I've said for a while that if we want to fire employees for making a poor security decision, then we should be comfortable firing *all* the employees who made poor security decisions which allow a single compromised endpoint to result in a breach. Oh, not so bloodthirsty now, eh? :-)
Long ago I worked as a security-interested IT fix-it tech at Chrysler. The engineers had local admin on their laptops. I’m sure this has changed. If an engineer got malware, first time they had their laptop wiped. Second time, same thing. Third time, their laptop would be reassigned to someone hired to replace the now-fired engineer. This was written in policy. No one paid attention. I requested that I get all of these people. I had a monitor I could turn so they could read it. I’d bring up the policy, and while I fixed their laptop I would direct them to read the policy to me, out loud. No saying “I read it.” Usually they would say “am I fired?” I’d say “no, that’s not my role. But if you’re fired you won’t see me.” I had a return rate from these folks of zero percent. First time offenders were last time offenders. People can follow policy.
Hot unpopular take.

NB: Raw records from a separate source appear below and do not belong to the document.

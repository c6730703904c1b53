//! Shader programs the host provides, and the uniform layout each one reads
//! from `MaterialSlot::uniforms`.
//!
//! Material builders return ready slots; per-frame updates go through the
//! `set_*` helpers so uniform indices live in one place.

use cosmo_engine::{BlendMode, GeometryId, MaterialSlot, ShaderId, TextureId};

use crate::bodies::OverlaySpec;
use crate::color;

#[repr(u32)]
#[derive(Debug, Clone, Copy, PartialEq, Eq)]
pub enum Shader {
    /// Lit PBR surface. `[roughness, metalness, normal_tex, specular_tex,
    /// emissive_r, emissive_g, emissive_b, emissive_intensity]`;
    /// texture slots hold a texture id or -1.
    Standard = 0,
    /// Unlit, optionally textured.
    Basic = 1,
    /// Unlit inside-out sphere.
    Backdrop = 2,
    /// Animated sun glow. `[time, glow_r, glow_g, glow_b]`.
    SunSurface = 3,
    /// Fresnel corona. `[time, inner rgb, outer rgb]`.
    Corona = 4,
    /// Light-aware atmosphere. `[time, sun_dir xyz, glow rgb]`.
    Atmosphere = 5,
    /// Flowing bands; color is tint A. `[time, tint_b rgb, frequency,
    /// strength, flow_x, flow_y]`.
    SurfaceOverlay = 6,
    /// Tapered comet tail, fades along U.
    CometTail = 7,
    /// Meteor streak; color is the tail. `[head rgb, sharpness]`.
    Meteor = 8,
    /// Point sprites. `[size]`.
    Points = 9,
}

impl Shader {
    pub fn id(self) -> ShaderId {
        ShaderId(self as u32)
    }
}

const NO_TEXTURE: f32 = -1.0;

fn texture_uniform(texture: Option<TextureId>) -> f32 {
    texture.map_or(NO_TEXTURE, |t| t.0 as f32)
}

// ── Standard ─────────────────────────────────────────────────────────

/// Parameters of a lit surface.
#[derive(Debug, Clone, Copy, PartialEq)]
pub struct Surface {
    pub map: Option<TextureId>,
    pub color: [f32; 3],
    pub roughness: f32,
    pub metalness: f32,
    pub normal_map: Option<TextureId>,
    pub specular_map: Option<TextureId>,
    pub emissive: [f32; 3],
    pub emissive_intensity: f32,
}

impl Surface {
    pub fn new(map: Option<TextureId>, roughness: f32, metalness: f32) -> Self {
        Self {
            map,
            color: [1.0, 1.0, 1.0],
            roughness,
            metalness,
            normal_map: None,
            specular_map: None,
            emissive: [0.0; 3],
            emissive_intensity: 0.0,
        }
    }
}

pub fn standard(geometry: GeometryId, surface: &Surface) -> MaterialSlot {
    MaterialSlot::new(Shader::Standard.id(), geometry)
        .with_texture(surface.map)
        .with_color(surface.color)
        .with_uniforms(
            0,
            &[
                surface.roughness,
                surface.metalness,
                texture_uniform(surface.normal_map),
                texture_uniform(surface.specular_map),
                surface.emissive[0],
                surface.emissive[1],
                surface.emissive[2],
                surface.emissive_intensity,
            ],
        )
}

/// Planet roughness/metalness: farther planets are rougher, with a few
/// hand-picked exceptions.
pub fn planet_finish(key: &str, distance: f32) -> (f32, f32) {
    match key {
        "earth" => (0.4, 0.1),
        "venus" => (0.3, 0.05),
        "jupiter" | "saturn" => (0.6, 0.02),
        "mars" => (0.8, 0.0),
        _ => {
            let f = (distance / 100.0).min(1.0);
            (0.5 + f * 0.4, 0.1 - f * 0.1)
        }
    }
}

// ── Unlit ────────────────────────────────────────────────────────────

pub fn basic(geometry: GeometryId, texture: Option<TextureId>, color: [f32; 3]) -> MaterialSlot {
    MaterialSlot::new(Shader::Basic.id(), geometry)
        .with_texture(texture)
        .with_color(color)
}

pub fn backdrop(geometry: GeometryId, texture: Option<TextureId>, tint: [f32; 3]) -> MaterialSlot {
    MaterialSlot::new(Shader::Backdrop.id(), geometry)
        .with_texture(texture)
        .with_color(tint)
}

pub fn points(geometry: GeometryId, sprite: Option<TextureId>, size: f32, opacity: f32) -> MaterialSlot {
    MaterialSlot::new(Shader::Points.id(), geometry)
        .with_texture(sprite)
        .with_blend(BlendMode::Additive)
        .with_opacity(opacity)
        .with_uniforms(0, &[size])
}

// ── Sun ──────────────────────────────────────────────────────────────

pub fn sun_surface(geometry: GeometryId, texture: TextureId, glow: u32) -> MaterialSlot {
    let [r, g, b] = color::hex_to_rgb(glow);
    MaterialSlot::new(Shader::SunSurface.id(), geometry)
        .with_texture(Some(texture))
        .with_blend(BlendMode::Additive)
        .with_uniforms(0, &[0.0, r, g, b])
}

pub fn corona(geometry: GeometryId, inner: [f32; 3], outer: [f32; 3]) -> MaterialSlot {
    MaterialSlot::new(Shader::Corona.id(), geometry)
        .with_blend(BlendMode::Additive)
        .with_uniforms(0, &[0.0, inner[0], inner[1], inner[2], outer[0], outer[1], outer[2]])
}

// ── Shells ───────────────────────────────────────────────────────────

pub fn atmosphere(geometry: GeometryId, glow: u32) -> MaterialSlot {
    let [r, g, b] = color::hex_to_rgb(glow);
    MaterialSlot::new(Shader::Atmosphere.id(), geometry)
        .with_blend(BlendMode::Additive)
        .with_uniforms(0, &[0.0, 1.0, 0.0, 0.0, r, g, b])
}

pub fn surface_overlay(geometry: GeometryId, spec: &OverlaySpec) -> MaterialSlot {
    let [r, g, b] = color::hex_to_rgb(spec.tint_b);
    let [fx, fy] = spec.flow;
    let len = (fx * fx + fy * fy).sqrt();
    let (fx, fy) = if len > 0.0 { (fx / len, fy / len) } else { (1.0, 0.0) };
    MaterialSlot::new(Shader::SurfaceOverlay.id(), geometry)
        .with_color(color::hex_to_rgb(spec.tint_a))
        .with_blend(BlendMode::Additive)
        .with_opacity(spec.opacity)
        .with_uniforms(0, &[0.0, r, g, b, spec.frequency, spec.strength, fx, fy])
}

// ── Comets and meteors ───────────────────────────────────────────────

pub fn comet_tail(geometry: GeometryId, color: [f32; 3], opacity: f32) -> MaterialSlot {
    MaterialSlot::new(Shader::CometTail.id(), geometry)
        .with_color(color)
        .with_blend(BlendMode::Additive)
        .with_opacity(opacity)
}

pub fn meteor(geometry: GeometryId) -> MaterialSlot {
    MaterialSlot::new(Shader::Meteor.id(), geometry)
        .with_color([1.0, 0.8, 0.4])
        .with_blend(BlendMode::Additive)
        .with_opacity(0.0)
        .with_uniforms(0, &[1.2, 1.1, 1.0, 2.5])
}

// ── Per-frame uniform writes ─────────────────────────────────────────

/// Slot 0 is `time` for every animated shader.
pub fn set_time(slot: &mut MaterialSlot, time: f32) {
    slot.set_uniform(0, time);
}

pub fn set_sun_direction(slot: &mut MaterialSlot, dir: [f32; 3]) {
    slot.set_uniforms(1, &dir);
}

pub fn set_meteor_look(slot: &mut MaterialSlot, head: [f32; 3], tail: [f32; 3], sharpness: f32, opacity: f32) {
    slot.color = tail;
    slot.opacity = opacity;
    slot.set_uniforms(0, &[head[0], head[1], head[2], sharpness]);
}

#[cfg(test)]
mod tests {
    use super::*;

    #[test]
    fn shader_ids_are_stable() {
        assert_eq!(Shader::Standard.id(), ShaderId(0));
        assert_eq!(Shader::Points.id(), ShaderId(9));
    }

    #[test]
    fn standard_packs_texture_slots() {
        let mut surface = Surface::new(Some(TextureId(2)), 0.4, 0.1);
        surface.normal_map = Some(TextureId(5));
        let slot = standard(GeometryId(0), &surface);
        assert_eq!(slot.texture, Some(TextureId(2)));
        assert_eq!(slot.uniforms[2], 5.0);
        assert_eq!(slot.uniforms[3], NO_TEXTURE);
    }

    #[test]
    fn finish_by_distance_and_override() {
        assert_eq!(planet_finish("mars", 60.0), (0.8, 0.0));
        let (r, m) = planet_finish("neptune", 210.0);
        assert!((r - 0.9).abs() < 1e-6 && m.abs() < 1e-6);
        let (r, m) = planet_finish("mercury", 20.0);
        assert!((r - 0.58).abs() < 1e-6 && (m - 0.08).abs() < 1e-6);
    }

    #[test]
    fn overlay_flow_is_normalized() {
        let spec = OverlaySpec {
            tint_a: 0xffffff,
            tint_b: 0x000000,
            frequency: 6.0,
            strength: 0.4,
            flow: [3.0, 4.0],
            opacity: 0.3,
            radius_offset: 0.01,
            speed_multiplier: 1.0,
        };
        let slot = surface_overlay(GeometryId(0), &spec);
        assert!((slot.uniforms[6] - 0.6).abs() < 1e-6);
        assert!((slot.uniforms[7] - 0.8).abs() < 1e-6);
        assert_eq!(slot.blend, BlendMode::Additive);
    }

    #[test]
    fn time_writes_slot_zero() {
        let mut slot = corona(GeometryId(0), [1.0; 3], [0.5; 3]);
        set_time(&mut slot, 3.5);
        assert_eq!(slot.uniforms[0], 3.5);
        assert_eq!(slot.uniforms[1], 1.0);
    }
}
//! Orbit rules: circular planet and moon orbits plus a polar-form ellipse
//! for comets. Pure math, no engine state.
//!
//! Angles advance by `speed * rate * speed_factor`, where the speed factor
//! is linear in simulated time, so results do not depend on frame rate.

use glam::{Quat, Vec3};

/// Scale from simulated seconds to the per-frame "speed factor".
pub const SPEED_FACTOR_SCALE: f32 = 50.0;

pub const PLANET_ANGLE_RATE: f32 = 0.0005;
pub const MOON_ANGLE_RATE: f32 = 0.001;
pub const COMET_ANGLE_RATE: f32 = 0.0003;
/// Self-rotation per unit of rotation speed and speed factor.
pub const SPIN_RATE: f32 = 0.01;
/// Comet elevation is this fraction of the semi-major axis at full inclination.
pub const COMET_ELEVATION_SCALE: f32 = 0.3;

/// Local axis the comet tails extend along before orientation.
pub const COMET_BASE_DIRECTION: Vec3 = Vec3::NEG_X;

pub fn speed_factor(sim_dt: f32) -> f32 {
    sim_dt * SPEED_FACTOR_SCALE
}

/// Orbital angle increment for one frame.
pub fn angle_step(speed: f32, rate: f32, speed_factor: f32) -> f32 {
    speed * rate * speed_factor
}

/// Self-rotation increment for one frame.
pub fn spin_step(rotation_speed: f32, speed_factor: f32) -> f32 {
    rotation_speed * SPIN_RATE * speed_factor
}

/// Point on a circle of `distance` in the XZ plane around `center`.
pub fn circular_position(center: Vec3, angle: f32, distance: f32) -> Vec3 {
    Vec3::new(
        center.x + angle.cos() * distance,
        center.y,
        center.z + angle.sin() * distance,
    )
}

// ── Comets ───────────────────────────────────────────────────────────

/// Ellipse radius `a(1 - e²) / (1 + e·cos θ)`.
pub fn comet_radius(a: f32, e: f32, theta: f32) -> f32 {
    a * (1.0 - e * e) / (1.0 + e * theta.cos())
}

pub fn comet_position(a: f32, e: f32, inclination_deg: f32, theta: f32) -> Vec3 {
    let r = comet_radius(a, e, theta);
    Vec3::new(
        r * theta.cos(),
        theta.sin() * inclination_deg.to_radians().sin() * a * COMET_ELEVATION_SCALE,
        r * theta.sin(),
    )
}

/// Turn the tail axis toward the radial direction, then roll about it.
/// `None` when the comet sits on the origin.
pub fn comet_orientation(position: Vec3, roll: f32) -> Option<Quat> {
    if position.length_squared() <= 1e-6 {
        return None;
    }
    let radial = position.normalize();
    let align = Quat::from_rotation_arc(COMET_BASE_DIRECTION, radial);
    let roll = Quat::from_axis_angle(radial, roll);
    Some((align * roll).normalize())
}

#[cfg(test)]
mod tests {
    use super::*;
    use std::f32::consts::PI;

    const EPSILON: f32 = 1e-3;

    #[test]
    fn perihelion_and_aphelion() {
        let (a, e) = (180.0, 0.7);
        assert!((comet_radius(a, e, 0.0) - a * (1.0 - e)).abs() < EPSILON);
        assert!((comet_radius(a, e, PI) - a * (1.0 + e)).abs() < EPSILON);
    }

    #[test]
    fn circular_orbit_keeps_distance() {
        let center = Vec3::new(10.0, 0.0, -5.0);
        for i in 0..8 {
            let p = circular_position(center, i as f32 * 0.8, 4.0);
            assert!(((p - center).length() - 4.0).abs() < EPSILON);
        }
    }

    #[test]
    fn angle_is_time_step_invariant() {
        let (speed, multiplier) = (2.98, 1.7);
        let one = angle_step(speed, PLANET_ANGLE_RATE, speed_factor(1.0 * multiplier));
        let mut ten = 0.0;
        for _ in 0..10 {
            ten += angle_step(speed, PLANET_ANGLE_RATE, speed_factor(0.1 * multiplier));
        }
        assert!((one - ten).abs() < 1e-5);
        // closed form: speed * rate * 50 * t * s
        assert!((one - speed * PLANET_ANGLE_RATE * 50.0 * multiplier).abs() < 1e-6);
    }

    #[test]
    fn comet_elevation_follows_inclination() {
        let p = comet_position(100.0, 0.5, 30.0, PI / 2.0);
        assert!((p.y - 100.0 * 0.5 * 0.3).abs() < EPSILON);
        let flat = comet_position(100.0, 0.5, 0.0, PI / 2.0);
        assert!(flat.y.abs() < EPSILON);
    }

    #[test]
    fn orientation_points_tail_axis_outward() {
        let pos = Vec3::new(3.0, 1.0, -4.0);
        let q = comet_orientation(pos, 0.0).unwrap();
        let axis = q * COMET_BASE_DIRECTION;
        assert!((axis - pos.normalize()).length() < EPSILON);
    }

    #[test]
    fn roll_is_applied_after_alignment() {
        let pos = Vec3::new(-2.0, 0.5, 6.0);
        let radial = pos.normalize();
        let expected = Quat::from_rotation_arc(COMET_BASE_DIRECTION, radial) * Quat::from_axis_angle(radial, 2.0);
        let q = comet_orientation(pos, 2.0).unwrap();
        assert!(q.dot(expected).abs() > 1.0 - 1e-5);
    }

    #[test]
    fn orientation_skipped_at_origin() {
        assert!(comet_orientation(Vec3::ZERO, 0.5).is_none());
    }
}
//! The three particle populations of the intro plus the milky-way band.
//! Each one updates its own state and appends draw ops to a frame.

use cosmo_engine::Rng;
use std::f32::consts::TAU;

use super::host::{DrawOp, IntroFrame, Rgba};

fn white(alpha: f32) -> Rgba {
    [1.0, 1.0, 1.0, alpha]
}

// ── Milky-way band ───────────────────────────────────────────────────

fn rgba8(r: u8, g: u8, b: u8, a: f32) -> Rgba {
    [r as f32 / 255.0, g as f32 / 255.0, b as f32 / 255.0, a]
}

/// Diagonal glow across the middle of the screen.
pub fn milky_way_band(frame: &mut IntroFrame, width: f32, height: f32) {
    frame.push(DrawOp::Band {
        from: [0.0, height * 0.28],
        to: [width, height * 0.7],
        stops: vec![
            (0.0, rgba8(26, 32, 56, 0.0)),
            (0.25, rgba8(58, 82, 126, 0.15)),
            (0.5, rgba8(98, 122, 166, 0.25)),
            (0.75, rgba8(58, 82, 126, 0.15)),
            (1.0, rgba8(26, 32, 56, 0.0)),
        ],
    });
}

// ── Galaxy clusters ──────────────────────────────────────────────────

/// Slowly drifting smudge of dim points, re-scattered every frame.
#[derive(Debug, Clone, PartialEq)]
pub struct GalaxyCluster {
    pub x: f32,
    pub y: f32,
    pub size: f32,
    pub density: u32,
    pub speed: f32,
    width: f32,
}

impl GalaxyCluster {
    pub fn new(rng: &mut Rng, width: f32, height: f32) -> Self {
        Self {
            x: rng.next_f32() * width,
            y: height * 0.3 + rng.next_f32() * height * 0.4,
            size: rng.range(80.0, 240.0),
            density: rng.range(60.0, 180.0) as u32,
            speed: rng.range(0.06, 0.28),
            width,
        }
    }

    /// Drift left, wrapping past the right edge.
    pub fn update(&mut self) {
        self.x -= self.speed;
        if self.x < -self.size {
            self.x = self.width + self.size;
        }
    }

    pub fn draw(&self, rng: &mut Rng, frame: &mut IntroFrame) {
        let spread = self.size * 0.55;
        for _ in 0..self.density {
            let angle = rng.next_f32() * TAU;
            let radius = rng.next_f32() * spread;
            let brightness = 1.0 - radius / spread;
            frame.push(DrawOp::Rect {
                x: self.x + angle.cos() * radius,
                y: self.y + angle.sin() * radius,
                w: 1.0,
                h: 1.0,
                color: white(brightness * 0.28),
            });
        }
    }
}

// ── Distant stars ────────────────────────────────────────────────────

#[derive(Debug, Clone, PartialEq)]
pub struct DistantStar {
    pub x: f32,
    pub y: f32,
    pub size: f32,
    pub brightness: f32,
    twinkle: f32,
    phase: f32,
}

impl DistantStar {
    pub fn new(rng: &mut Rng, width: f32, height: f32) -> Self {
        Self {
            x: rng.next_f32() * width,
            y: rng.next_f32() * height,
            size: rng.range(0.4, 1.5),
            brightness: rng.range(0.3, 0.9),
            twinkle: rng.range(0.01, 0.03),
            phase: rng.next_f32() * TAU,
        }
    }

    /// Brightness oscillates in [0, 0.7] with the frame counter.
    pub fn update(&mut self, time: f32) {
        self.brightness = 0.35 + (time * self.twinkle + self.phase).sin() * 0.35;
    }

    pub fn draw(&self, frame: &mut IntroFrame) {
        frame.push(DrawOp::Circle { x: self.x, y: self.y, r: self.size, color: white(self.brightness) });
    }
}

// ── Micro particles ──────────────────────────────────────────────────

/// Depth range particles respawn in.
const MICRO_NEAR_SPAWN: f32 = 1000.0;
const MICRO_DEPTH_SPAN: f32 = 2000.0;
/// Projection focal length.
const FOCAL: f32 = 1000.0;

/// Foreground particle flying toward the viewer. `x`/`y` are normalized
/// screen offsets projected by `FOCAL / z`.
#[derive(Debug, Clone, PartialEq)]
pub struct MicroParticle {
    pub x: f32,
    pub y: f32,
    pub z: f32,
    /// Depth on the previous frame; the streak runs from there.
    pub pz: f32,
    pub size: f32,
    pub brightness: f32,
}

impl MicroParticle {
    pub fn new(rng: &mut Rng) -> Self {
        let mut p = Self { x: 0.0, y: 0.0, z: 0.0, pz: 0.0, size: 0.0, brightness: 0.0 };
        p.reset(rng);
        p
    }

    pub fn reset(&mut self, rng: &mut Rng) {
        self.z = MICRO_NEAR_SPAWN + rng.next_f32() * MICRO_DEPTH_SPAN;
        self.x = (rng.next_f32() - 0.5) * 2.2;
        self.y = (rng.next_f32() - 0.5) * 2.2;
        self.size = rng.range(0.2, 0.6);
        self.brightness = rng.range(0.3, 0.8);
        self.pz = self.z;
    }

    pub fn update(&mut self, rng: &mut Rng, speed: f32) {
        self.pz = self.z;
        self.z -= speed;
        if self.z < 1.0 {
            self.reset(rng);
        }
    }

    /// Screen position at depth `z`.
    pub fn project(&self, z: f32, width: f32, height: f32) -> [f32; 2] {
        let scale = FOCAL / z;
        [self.x * scale * width + width * 0.5, self.y * scale * height + height * 0.5]
    }

    /// Streak from the previous position, an optional halo, then the core.
    pub fn draw(&self, frame: &mut IntroFrame, speed: f32, width: f32, height: f32) {
        let [x, y] = self.project(self.z, width, height);
        let prev = self.project(self.pz, width, height);
        let size = (1.0 - self.z / (MICRO_NEAR_SPAWN + MICRO_DEPTH_SPAN)) * self.size * 2.4;
        let trail = (speed / 28.0).min(0.85) * self.brightness;

        frame.push(DrawOp::Line {
            from: prev,
            to: [x, y],
            width: (size * 0.4).max(0.5),
            color: white(trail * 0.6),
        });
        if size > 0.8 {
            frame.push(DrawOp::Circle { x, y, r: size * 1.4, color: white(self.brightness * 0.3) });
        }
        // negative radii throw in canvas arc()
        frame.push(DrawOp::Circle { x, y, r: size.max(0.0), color: white(self.brightness) });
    }
}

#[cfg(test)]
mod tests {
    use super::*;

    #[test]
    fn cluster_wraps_to_the_right_edge() {
        let mut rng = Rng::new(3);
        let mut cluster = GalaxyCluster::new(&mut rng, 800.0, 600.0);
        assert!(cluster.y >= 180.0 && cluster.y <= 420.0);
        cluster.x = -cluster.size + 0.01;
        cluster.speed = 0.1;
        cluster.update();
        assert!((cluster.x - (800.0 + cluster.size)).abs() < 1e-3);
    }

    #[test]
    fn cluster_draws_density_points() {
        let mut rng = Rng::new(4);
        let cluster = GalaxyCluster::new(&mut rng, 800.0, 600.0);
        let mut frame = IntroFrame::default();
        cluster.draw(&mut rng, &mut frame);
        assert_eq!(frame.len(), cluster.density as usize);
    }

    #[test]
    fn star_twinkle_stays_in_range() {
        let mut rng = Rng::new(5);
        let mut star = DistantStar::new(&mut rng, 800.0, 600.0);
        for t in 0..500 {
            star.update(t as f32);
            assert!((0.0..=0.7 + 1e-6).contains(&star.brightness));
        }
    }

    #[test]
    fn particle_respawns_behind_the_viewer() {
        let mut rng = Rng::new(6);
        let mut p = MicroParticle::new(&mut rng);
        assert!(p.z >= 1000.0 && p.z < 3000.0);
        p.z = 5.0;
        p.update(&mut rng, 10.0);
        assert!(p.z >= 1000.0);
        assert_eq!(p.pz, p.z);
    }

    #[test]
    fn particle_streaks_outward() {
        let mut rng = Rng::new(7);
        let mut p = MicroParticle::new(&mut rng);
        p.x = 0.5;
        p.y = 0.0;
        p.update(&mut rng, 20.0);
        let now = p.project(p.z, 800.0, 600.0);
        let before = p.project(p.pz, 800.0, 600.0);
        assert!(now[0] > before[0]);

        let mut frame = IntroFrame::default();
        p.draw(&mut frame, 20.0, 800.0, 600.0);
        assert!(matches!(frame.ops[0], DrawOp::Line { .. }));
    }
}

I work in a place where thou shalt not plug in BYOD USB devices into the org network, and while this isn’t true everywhere in this organization, I’m not even allowed to bring my mobile device in proximity of my specific work site. Yes, they do provide approved lockers for us to store our mobile devices. I do agree with Ira Winkler that if the network can get tipped over by someone plugging in a rogue device that there is something wrong with the architecture. So that far, I agree with you. At the same time there are expectations that users can follow rules. 1) thou shalt not view pornography on work computers, with a special emphasis on not viewing child porn. 2) thou shalt not engage in risky behaviors on the network, which means thou shalt follow the org acceptable use policy. 3) thou shall have no expectation of privacy on the network. It is for the benefit of the org and not the end user. 4) thou shalt not be a whiny bitch if we get hacked and your credit card number was compromised because you chose to order Amazon products at work that you should have done on your own time at home. More in next post.
Didn't think I'd wake up and see "A Few Good Men" being used as a security tete a tete in incident tirade :)
Tyler Hudak - respect history. The owners of the Triangle Shirtwaist Factory fired the workers who reported to work dead after they were fired literally.